The impacts of the ongoing Covid-19 pandemic are prevalent across the globe. Governments are shutting down as industries are forced to downscale their operations. The situation is no different in Lebanon, where the virus has already claimed nearly 900 lives out of the more than 100,000 confirmed positive cases. A good example of an entity downscaling in Lebanon is the Beirut International Airport. The Director of Flight Safety, Omar Kaddouha, oversees the government directive to allow only 10% of air traffic as operations resume gradually.

It is also important to note that aerospace is bracing for more losses while most industries are affected, with tougher times ahead. The International Air Transport Association (IATA) pointed out that air traffic shutdown in the region will continue to manifest adverse effects in the coming weeks. Here are some ways in which the Lebanese aerospace industry is affected by the global Covid-19 pandemic:


Airlines are struggling to survive.

According to IATA’s research, about 4.93 million passengers are affected due to airport traffic shutdown, which translates to millions of losses, to the tune of about $1 billion. Consequently, about 132,880 people have been jobless in the past month as companies and service providers seek to cut operation costs. Moreover, businesses must adhere to social distancing measures; hence, fewer employees can work per shift.

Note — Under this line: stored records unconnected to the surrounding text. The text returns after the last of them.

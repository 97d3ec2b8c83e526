//! Rewrites the category page product-loading script
//!
//! Category pages used to call `loadCategoryProducts(category, gender)` from a
//! plain `DOMContentLoaded` handler right after `js/main.js`. That races the
//! Firebase module import, so the block is replaced by one that imports
//! `js/firebase-config.js` as a module first and loads products after a short
//! delay, keeping the page's own category and gender.
//!
//! # Matching
//!
//! The old block is matched verbatim (indentation included) with two captures:
//! the category and the gender literals. Every occurrence in a file is
//! replaced, each with its own captures, but the outcome only reports the
//! first match's pair.
//!
//! A patched file no longer matches, so a second run reports
//! "pattern not found" and leaves the file alone.

use anyhow::{Context, Result};
use regex::Regex;
use std::borrow::Cow;
use std::io::Write;

use crate::config::PatchConfig;
use crate::models::{PatchOutcome, PatchReport, PatchStatus};

/// The inline script block written by the old page template
pub const OLD_SCRIPT_PATTERN: &str = r#"    <script src="js/main\.js"></script>
    <script>
        // Load products filtered by category and gender
        document\.addEventListener\('DOMContentLoaded', async function\(\) \{
            await loadCategoryProducts\('([^']+)', '([^']+)'\);
        \}\);</script>"#;

/// Replacement block; `${1}` is the category and `${2}` the gender.
///
/// Ends by opening the page's own `loadCategoryProducts` definition, which
/// followed the old block in every template.
pub const NEW_SCRIPT_TEMPLATE: &str = r#"    <!-- Load Firebase first as module -->
    <script type="module">
        // Initialize Firebase
        import('./js/firebase-config.js');
    </script>
    <script src="js/main.js"></script>
    <script type="module">
        // Make sure Firebase is ready before loading products
        import('./js/firebase-config.js').then(() => {
            setTimeout(async () => {
                await loadCategoryProducts('${1}', '${2}');
            }, 500);
        });

        async function loadCategoryProducts(category, gender) {"#;

/// Completion line printed after every file has been processed
pub const DONE_MESSAGE: &str = "Done!";

/// Content after a successful rewrite
#[derive(Debug, Clone, PartialEq, Eq)]
pub struct PatchedContent {
    /// Full rewritten text
    pub content: String,
    /// Category captured by the first match
    pub category: String,
    /// Gender captured by the first match
    pub gender: String,
    /// Number of blocks replaced
    pub replacements: usize,
}

/// Applies the script rewrite to files
pub struct Patcher {
    pattern: Regex,
}

impl Patcher {
    pub fn new() -> Result<Self> {
        let pattern = Regex::new(OLD_SCRIPT_PATTERN)
            .context("Failed to compile script block pattern")?;
        Ok(Self { pattern })
    }

    /// Rewrite every old script block in `content`
    ///
    /// Returns `None` when there is nothing to replace.
    pub fn patch_content(&self, content: &str) -> Option<PatchedContent> {
        let first = self.pattern.captures(content)?;
        let category = first[1].to_string();
        let gender = first[2].to_string();

        let replacements = self.pattern.find_iter(content).count();
        let content = self
            .pattern
            .replace_all(content, NEW_SCRIPT_TEMPLATE)
            .into_owned();

        Some(PatchedContent {
            content,
            category,
            gender,
            replacements,
        })
    }

    /// Patch a single file under the configured base directory
    ///
    /// Missing files and files without the block are reported, not errors.
    /// Read, decode and write failures are. Line endings are read as text:
    /// `\r\n` and lone `\r` become `\n`, so a rewritten page is saved with LF
    /// endings while an unmatched page is never touched.
    pub fn patch_file(&self, config: &PatchConfig, file: &str) -> Result<PatchOutcome> {
        let path = config.path_for(file);

        if !path.exists() {
            log::debug!("{} does not exist", path.display());
            return Ok(PatchOutcome::FileNotFound { path });
        }

        let content = std::fs::read_to_string(&path)
            .with_context(|| format!("Failed to read {}", path.display()))?;
        let content = normalize_newlines(&content);

        let Some(patched) = self.patch_content(&content) else {
            log::debug!("No script block in {}", path.display());
            return Ok(PatchOutcome::PatternNotFound {
                file: file.to_string(),
            });
        };

        if patched.replacements > 1 {
            log::warn!(
                "{} contains {} script blocks; reporting only the first (category={}, gender={})",
                file,
                patched.replacements,
                patched.category,
                patched.gender
            );
        }

        std::fs::write(&path, &patched.content)
            .with_context(|| format!("Failed to write {}", path.display()))?;

        log::info!(
            "Rewrote {} (category={}, gender={}, blocks={})",
            path.display(),
            patched.category,
            patched.gender,
            patched.replacements
        );

        Ok(PatchOutcome::Fixed {
            file: file.to_string(),
            category: patched.category,
            gender: patched.gender,
        })
    }

    /// Process every configured file in order
    ///
    /// Each status line is written to `out` as soon as its file is done,
    /// followed by a blank line and the completion line.
    pub fn run<W: Write>(&self, config: &PatchConfig, out: &mut W) -> Result<PatchReport> {
        log::info!(
            "Patching {} files under {}",
            config.files.len(),
            config.base_dir.display()
        );

        let mut report = PatchReport::new();

        for file in &config.files {
            let outcome = self.patch_file(config, file)?;
            log::debug!("{}: {}", file, outcome.status());
            writeln!(out, "{}", outcome)?;
            report.push(outcome);
        }

        writeln!(out)?;
        writeln!(out, "{}", DONE_MESSAGE)?;
        out.flush()?;

        log::info!(
            "Finished: {} fixed, {} without pattern, {} missing",
            report.count(PatchStatus::Fixed),
            report.count(PatchStatus::PatternNotFound),
            report.count(PatchStatus::FileNotFound)
        );

        Ok(report)
    }
}

/// Translate `\r\n` and lone `\r` to `\n`
fn normalize_newlines(content: &str) -> Cow<'_, str> {
    if content.contains('\r') {
        Cow::Owned(content.replace("\r\n", "\n").replace('\r', "\n"))
    } else {
        Cow::Borrowed(content)
    }
}
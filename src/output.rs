//! Messages about the run itself
//!
//! pagefix writes exactly one line per page plus the completion line to
//! stdout. Anything else the user should see (a config file that isn't
//! there, a run aborted by an I/O error) goes to stderr in color through
//! these helpers, so redirecting stdout yields a clean per-page report.

use owo_colors::OwoColorize;

/// Print a yellow notice about the run, e.g. a missing `--config` file
pub fn warn(message: &str) {
    eprintln!("\n{}\n", message.yellow());
}

/// Print the red error that ends an aborted run
pub fn error(message: &str) {
    eprintln!("\n{}\n", message.red());
}
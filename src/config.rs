//! Configuration for a patch run

use anyhow::{Context, Result};
use serde::Deserialize;
use std::path::{Path, PathBuf};

/// Frontend directory the category pages live in
pub const DEFAULT_BASE_DIR: &str = "/workspace/tiqtaqo-fullstack/frontend";

/// Category pages carrying the old product-loading script, in processing order
pub const DEFAULT_FILES: &[&str] = &[
    "packs-homme.html",
    "glasses-homme.html",
    "glasses-femme.html",
    "wallets-homme.html",
    "wallets-femme.html",
    "accessoires-homme.html",
    "accessoires-femme.html",
];

/// Where to look and which files to patch
#[derive(Debug, Clone, Deserialize, PartialEq, Eq)]
pub struct PatchConfig {
    /// Directory every file name is joined onto
    #[serde(default = "default_base_dir")]
    pub base_dir: PathBuf,

    /// File names relative to `base_dir`, processed in this order
    #[serde(default = "default_files")]
    pub files: Vec<String>,
}

fn default_base_dir() -> PathBuf {
    PathBuf::from(DEFAULT_BASE_DIR)
}

fn default_files() -> Vec<String> {
    DEFAULT_FILES.iter().map(|f| f.to_string()).collect()
}

impl Default for PatchConfig {
    fn default() -> Self {
        Self {
            base_dir: default_base_dir(),
            files: default_files(),
        }
    }
}

impl PatchConfig {
    /// Same file list, different base directory
    pub fn with_base_dir(mut self, base_dir: impl Into<PathBuf>) -> Self {
        self.base_dir = base_dir.into();
        self
    }

    /// Full path of a listed file
    pub fn path_for(&self, file: &str) -> PathBuf {
        self.base_dir.join(file)
    }
}

/// Load patch config from a TOML file
///
/// Falls back to defaults if the file doesn't exist or the [patch] section is missing.
pub fn load_config(config_path: &Path) -> Result<PatchConfig> {
    if !config_path.exists() {
        log::debug!("No config found at {}, using default patch config", config_path.display());
        return Ok(PatchConfig::default());
    }

    let config_str = std::fs::read_to_string(config_path)
        .with_context(|| format!("Failed to read {}", config_path.display()))?;

    let toml_value: toml::Value = toml::from_str(&config_str)
        .with_context(|| format!("Failed to parse {}", config_path.display()))?;

    if let Some(patch_table) = toml_value.get("patch") {
        let config: PatchConfig = patch_table.clone().try_into()
            .context("Failed to parse [patch] section")?;
        Ok(config)
    } else {
        log::debug!("No [patch] section in {}, using defaults", config_path.display());
        Ok(PatchConfig::default())
    }
}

Technological advancement and innovation

The ongoing pandemic is unlikely to end, as experts believe a second wave may still be ahead of 2021. Businesses must innovate technology that makes them resilient to brace any adverse effects from now on. Firms in the Lebanese Aerospace Industry are encouraged to adapt to technological changes that reduce human presence in the manufacturing and customer service sectors.

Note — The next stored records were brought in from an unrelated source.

//! pagefix CLI entrypoint

use clap::Parser;

use pagefix::cli::Cli;
use pagefix::output;

fn main() {
    let cli = Cli::parse();

    if let Err(e) = cli.execute() {
        output::error(&format!("Error: {:#}", e));
        std::process::exit(1);
    }
}
//! Core data models for pagefix
//!
//! A run produces one `PatchOutcome` per listed file, collected in order into
//! a `PatchReport`.

use std::fmt;
use std::path::PathBuf;

use strum::Display;

/// Coarse status of a single file, used for logging and report counts
#[derive(Debug, Clone, Copy, PartialEq, Eq, Display)]
#[strum(serialize_all = "snake_case")]
pub enum PatchStatus {
    Fixed,
    PatternNotFound,
    FileNotFound,
}

/// Result of processing one file from the list
#[derive(Debug, Clone, PartialEq, Eq)]
pub enum PatchOutcome {
    /// The script block was found and the file was rewritten.
    ///
    /// `category` and `gender` come from the first match only, even when
    /// several blocks were replaced.
    Fixed {
        file: String,
        category: String,
        gender: String,
    },
    /// The file exists but contains no matching block; it was left untouched
    PatternNotFound { file: String },
    /// Nothing exists at the expected path
    FileNotFound { path: PathBuf },
}

impl PatchOutcome {
    pub fn status(&self) -> PatchStatus {
        match self {
            PatchOutcome::Fixed { .. } => PatchStatus::Fixed,
            PatchOutcome::PatternNotFound { .. } => PatchStatus::PatternNotFound,
            PatchOutcome::FileNotFound { .. } => PatchStatus::FileNotFound,
        }
    }
}

/// Renders the status line printed for this file
impl fmt::Display for PatchOutcome {
    fn fmt(&self, f: &mut fmt::Formatter<'_>) -> fmt::Result {
        match self {
            PatchOutcome::Fixed { file, .. } => write!(f, "Fixed {}", file),
            PatchOutcome::PatternNotFound { file } => write!(f, "Pattern not found in {}", file),
            PatchOutcome::FileNotFound { path } => write!(f, "File not found: {}", path.display()),
        }
    }
}

/// Ordered outcomes of a full run
#[derive(Debug, Clone, Default, PartialEq, Eq)]
pub struct PatchReport {
    outcomes: Vec<PatchOutcome>,
}

impl PatchReport {
    pub fn new() -> Self {
        Self::default()
    }

    pub fn push(&mut self, outcome: PatchOutcome) {
        self.outcomes.push(outcome);
    }

    /// Outcomes in the same order as the configured file list
    pub fn outcomes(&self) -> &[PatchOutcome] {
        &self.outcomes
    }

    /// Number of files that ended with the given status
    pub fn count(&self, status: PatchStatus) -> usize {
        self.outcomes.iter().filter(|o| o.status() == status).count()
    }

    pub fn len(&self) -> usize {
        self.outcomes.len()
    }

    pub fn is_empty(&self) -> bool {
        self.outcomes.is_empty()
    }
}

#[cfg(test)]
mod tests {
    use super::*;

    #[test]
    fn test_status_lines() {
        let fixed = PatchOutcome::Fixed {
            file: "glasses-homme.html".to_string(),
            category: "glasses".to_string(),
            gender: "homme".to_string(),
        };
        assert_eq!(fixed.to_string(), "Fixed glasses-homme.html");

        let missing_pattern = PatchOutcome::PatternNotFound {
            file: "packs-homme.html".to_string(),
        };
        assert_eq!(missing_pattern.to_string(), "Pattern not found in packs-homme.html");

        let missing_file = PatchOutcome::FileNotFound {
            path: PathBuf::from("/site/wallets-femme.html"),
        };
        assert_eq!(missing_file.to_string(), "File not found: /site/wallets-femme.html");
    }

    #[test]
    fn test_status_display() {
        assert_eq!(PatchStatus::Fixed.to_string(), "fixed");
        assert_eq!(PatchStatus::PatternNotFound.to_string(), "pattern_not_found");
        assert_eq!(PatchStatus::FileNotFound.to_string(), "file_not_found");
    }

    #[test]
    fn test_report_counts() {
        let mut report = PatchReport::new();
        assert!(report.is_empty());

        report.push(PatchOutcome::PatternNotFound { file: "a.html".to_string() });
        report.push(PatchOutcome::FileNotFound { path: PathBuf::from("b.html") });
        report.push(PatchOutcome::PatternNotFound { file: "c.html".to_string() });

        assert_eq!(report.len(), 3);
        assert_eq!(report.count(PatchStatus::PatternNotFound), 2);
        assert_eq!(report.count(PatchStatus::FileNotFound), 1);
        assert_eq!(report.count(PatchStatus::Fixed), 0);
        assert_eq!(report.outcomes()[1].status(), PatchStatus::FileNotFound);
    }
}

Increased demand for private jets and charter

Beirut International Airport only allows private airplanes to land as part of the permitted 10% traffic. The government probably understands that contact tracing for a few individuals is cheaper and more effective than hundreds of passengers who would land daily on large passenger planes. Consequently, airplane manufacturers and suppliers will likely join the private sector in the coming financial years.

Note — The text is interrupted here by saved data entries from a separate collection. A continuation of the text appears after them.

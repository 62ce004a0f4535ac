//! Movement and win state machine for a single play-through of a maze.

use log::{debug, info};

use crate::grid::{Cell, Grid, Position};

/// Cell the player occupies when a session starts.
pub(crate) const START: Position = Position::new(1, 0);

/// Direction of a single step.
#[derive(Clone, Copy, Debug, PartialEq, Eq)]
pub enum Direction {
    /// Towards the top row.
    Up,
    /// Towards the bottom row.
    Down,
    /// Towards the leftmost column.
    Left,
    /// Towards the rightmost column.
    Right,
}

/// Progress of a session.
#[derive(Clone, Copy, Debug, Default, PartialEq, Eq)]
pub enum SessionState {
    /// The player has not yet reached the bottom row or the rightmost column.
    #[default]
    Playing,
    /// The player has reached the bottom row or the rightmost column. No further input is
    /// processed.
    Won,
}

/// Result of resolving one direction input.
#[derive(Clone, Copy, Debug, Default, PartialEq, Eq)]
pub struct MoveOutcome {
    /// The player's position changed.
    pub moved: bool,
    /// This input finished the maze.
    ///
    /// Only set on the input that causes the transition to [`SessionState::Won`].
    pub completed: bool,
}

/// A loaded maze together with the player's position in it.
///
/// The session takes ownership of the [`Grid`] it is built from and hands it back through
/// [`MazeSession::into_grid`] once play is over.
#[derive(Debug)]
pub struct MazeSession {
    /// Maze being played.
    grid: Grid,
    /// Player position, always inside the grid.
    position: Position,
    /// Whether the maze has been completed.
    state: SessionState,
}

impl MazeSession {
    /// Starts a session on the given grid with the player at column 1 of the top row.
    #[must_use]
    pub fn new(grid: Grid) -> Self {
        info!(
            "starting session on a {}x{} maze",
            grid.columns(),
            grid.rows()
        );

        Self {
            grid,
            position: START,
            state: SessionState::Playing,
        }
    }

    /// Resolves one direction input.
    ///
    /// The player steps one cell in `direction`, clamped to the grid edges, unless the target cell
    /// is a wall. Afterwards, whether or not the player moved, the session is won if the player
    /// stands on the bottom row or the rightmost column. Only the coordinates are compared for
    /// this, never the cell value. Inputs after the session is won are ignored.
    pub fn handle_direction(&mut self, direction: Direction) -> MoveOutcome {
        if self.state == SessionState::Won {
            debug!("ignoring {direction:?} on a completed maze");
            return MoveOutcome::default();
        }

        let candidate = self.step(direction);
        let moved =
            candidate != self.position && self.grid.get(candidate) == Some(Cell::Floor);
        if moved {
            self.position = candidate;
        }
        debug!(
            "{direction:?}: candidate ({}, {}), moved: {moved}",
            candidate.x, candidate.y
        );

        let completed = self.position.x == self.grid.columns() - 1
            || self.position.y == self.grid.rows() - 1;
        if completed {
            self.state = SessionState::Won;
            info!(
                "maze completed at ({}, {})",
                self.position.x, self.position.y
            );
        }

        MoveOutcome { moved, completed }
    }

    /// Returns the cell one step away from the player, clamped to the grid edges.
    fn step(&self, direction: Direction) -> Position {
        let Position { x, y } = self.position;

        match direction {
            Direction::Up => Position::new(x, y.saturating_sub(1)),
            Direction::Down => Position::new(x, (y + 1).min(self.grid.rows() - 1)),
            Direction::Left => Position::new(x.saturating_sub(1), y),
            Direction::Right => Position::new((x + 1).min(self.grid.columns() - 1), y),
        }
    }

    /// Returns the maze being played.
    #[must_use]
    pub const fn grid(&self) -> &Grid {
        &self.grid
    }

    /// Returns the player's current position.
    #[must_use]
    pub const fn position(&self) -> Position {
        self.position
    }

    /// Returns the session's progress.
    #[must_use]
    pub const fn state(&self) -> SessionState {
        self.state
    }

    /// Returns `true` once the maze has been completed.
    #[must_use]
    pub fn is_won(&self) -> bool {
        self.state == SessionState::Won
    }

    /// Ends the session and returns the grid it was played on.
    #[must_use]
    pub fn into_grid(self) -> Grid {
        self.grid
    }
}

#[cfg(test)]
mod tests {
    use super::*;

    const DIRECTIONS: [Direction; 4] = [
        Direction::Up,
        Direction::Down,
        Direction::Left,
        Direction::Right,
    ];

    fn new_session(map: &str) -> MazeSession {
        MazeSession::new(map.parse().expect("test map should parse"))
    }

    #[test]
    fn test_new_session_starts_playing_at_start() {
        let session = new_session("0,0,0\n0,0,0\n0,0,0");

        assert_eq!(session.position(), Position::new(1, 0));
        assert_eq!(session.state(), SessionState::Playing);
        assert!(!session.is_won());
    }

    #[test]
    fn test_move_right_onto_last_column_wins() {
        let mut session = new_session("0,0,0\n0,1,0\n0,0,0");

        let outcome = session.handle_direction(Direction::Right);

        assert_eq!(
            outcome,
            MoveOutcome {
                moved: true,
                completed: true
            }
        );
        assert_eq!(session.position(), Position::new(2, 0));
        assert!(session.is_won());
    }

    #[test]
    fn test_wall_blocks_move() {
        let mut session = new_session("0,0,0,0\n0,1,0,0\n0,0,0,0\n0,0,0,0");

        let outcome = session.handle_direction(Direction::Down);

        assert!(!outcome.moved, "wall should block the move");
        assert!(!outcome.completed);
        assert_eq!(session.position(), Position::new(1, 0));
    }

    #[test]
    fn test_floor_move_commits_candidate() {
        let mut session = new_session("0,0,0,0\n0,0,0,0\n0,0,0,0\n0,0,0,0");

        assert!(session.handle_direction(Direction::Down).moved);
        assert_eq!(session.position(), Position::new(1, 1));
        assert!(session.handle_direction(Direction::Left).moved);
        assert_eq!(session.position(), Position::new(0, 1));
        assert!(session.handle_direction(Direction::Up).moved);
        assert_eq!(session.position(), Position::new(0, 0));
        assert_eq!(session.state(), SessionState::Playing);
    }

    #[test]
    fn test_move_past_edge_is_clamped() {
        let mut session = new_session("0,0,0\n0,0,0\n0,0,0");

        let outcome = session.handle_direction(Direction::Up);

        assert!(!outcome.moved, "moving up from the top row should be a no-op");
        assert_eq!(session.position(), Position::new(1, 0));
    }

    #[test]
    fn test_start_on_last_column_wins_even_when_blocked() {
        // The start cell (1, 0) is a wall and already sits on the last column.
        for direction in [Direction::Right, Direction::Up, Direction::Down] {
            let mut session = new_session("0,1\n0,0");

            let outcome = session.handle_direction(direction);

            assert!(outcome.completed, "{direction:?} should complete the maze");
            assert!(session.is_won());
        }
    }

    #[test]
    fn test_move_left_off_last_column_does_not_win() {
        let mut session = new_session("0,1\n0,0");

        let outcome = session.handle_direction(Direction::Left);

        assert!(outcome.moved);
        assert!(!outcome.completed);
        assert_eq!(session.position(), Position::new(0, 0));
        assert_eq!(session.state(), SessionState::Playing);
    }

    #[test]
    fn test_blocked_move_off_boundary_does_not_win() {
        let mut session = new_session("0,0,0\n0,0,0\n0,1,0");

        let outcome = session.handle_direction(Direction::Down);
        assert!(outcome.moved);
        assert!(!outcome.completed);

        // The wall sits on the bottom row but the player never reaches it.
        let outcome = session.handle_direction(Direction::Down);
        assert!(!outcome.moved);
        assert!(!outcome.completed);
        assert_eq!(session.position(), Position::new(1, 1));
    }

    #[test]
    fn test_completion_is_signalled_once() {
        let mut session = new_session("0,0,0\n0,0,0\n0,0,0");

        assert!(session.handle_direction(Direction::Right).completed);

        for direction in DIRECTIONS {
            let outcome = session.handle_direction(direction);
            assert_eq!(outcome, MoveOutcome::default());
        }
        assert_eq!(session.position(), Position::new(2, 0));
        assert_eq!(session.state(), SessionState::Won);
    }

    #[test]
    fn test_single_row_wins_on_first_input() {
        let mut session = new_session("0,0,0,0");

        let outcome = session.handle_direction(Direction::Left);

        assert!(outcome.moved);
        assert!(outcome.completed, "every cell of a single row map is on the bottom row");
    }

    #[test]
    fn test_position_never_leaves_grid() {
        let grid: Grid = "0,0,0,0,0\n0,1,0,1,0\n0,0,0,0,0\n0,1,0,1,0\n0,0,0,0,0\n0,0,0,0,0"
            .parse()
            .expect("test map should parse");
        let rows = grid.rows();
        let columns = grid.columns();

        // Walk every fixed sequence of three inputs from the start. Completion must happen exactly
        // when the player first ends an input on the last row or column.
        for first in DIRECTIONS {
            for second in DIRECTIONS {
                for third in DIRECTIONS {
                    let mut session = MazeSession::new(grid.clone());
                    for direction in [first, second, third] {
                        let before = session.position();
                        let was_won = session.is_won();
                        let outcome = session.handle_direction(direction);
                        let after = session.position();
                        let on_boundary = after.x == columns - 1 || after.y == rows - 1;

                        assert!(after.x < columns && after.y < rows, "left the grid");
                        assert_eq!(outcome.moved, before != after);
                        if outcome.moved {
                            assert_eq!(grid.get(after), Some(Cell::Floor));
                        }
                        if was_won {
                            assert_eq!(outcome, MoveOutcome::default());
                        } else {
                            assert_eq!(outcome.completed, on_boundary);
                        }
                        assert_eq!(session.is_won(), was_won || on_boundary);
                    }
                }
            }
        }
    }

    #[test]
    fn test_into_grid_returns_grid() {
        let grid: Grid = "0,0\n0,0".parse().expect("test map should parse");
        let session = MazeSession::new(grid.clone());

        assert_eq!(session.grid(), &grid);
        assert_eq!(session.into_grid(), grid);
    }
}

Airlines explore the cargo niche.

Besides private jets and charter planes, cargo planes can land at Beirut International Airport. Therefore, some airlines are gradually converting some passenger planes into cargo. Suppliers have also noted a declined demand for passenger planes. For instance, Air Liban (MEA) initially ordered 19 aircraft, but only ten will be delivered. The management cited financial constraints and unfavorable global policies for deploying new aircraft. In other words, it would still be too expensive to sustain in the long run.

Global market disruption

Lastly, it is essential to note that more than 50% of the worldwide commercial jet fleet is not operational as workers are laid off and consumer behavior changes. The Lebanese industry also depends on other sectors to make a profit and exchange ideas and policies. For now, the industry is surviving on its own, just hoping for a better tomorrow.